======== Entries provided
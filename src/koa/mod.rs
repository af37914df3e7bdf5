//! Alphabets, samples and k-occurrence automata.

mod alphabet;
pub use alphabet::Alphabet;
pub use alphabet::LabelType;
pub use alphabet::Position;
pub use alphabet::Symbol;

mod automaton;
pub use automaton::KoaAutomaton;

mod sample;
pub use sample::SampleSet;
================
◆ **What you need to do**:
Write every entry out again, exactly as it stands.

◆ **Response below**:
filename src/koa/mod.rs
repository af37914df3e7bdf5
//! Alphabets, samples and k-occurrence automata.

mod alphabet;
pub use alphabet::Alphabet;
pub use alphabet::LabelType;
pub use alphabet::Position;
pub use alphabet::Symbol;

mod automaton;
pub use automaton::KoaAutomaton;

mod sample;
pub use sample::SampleSet;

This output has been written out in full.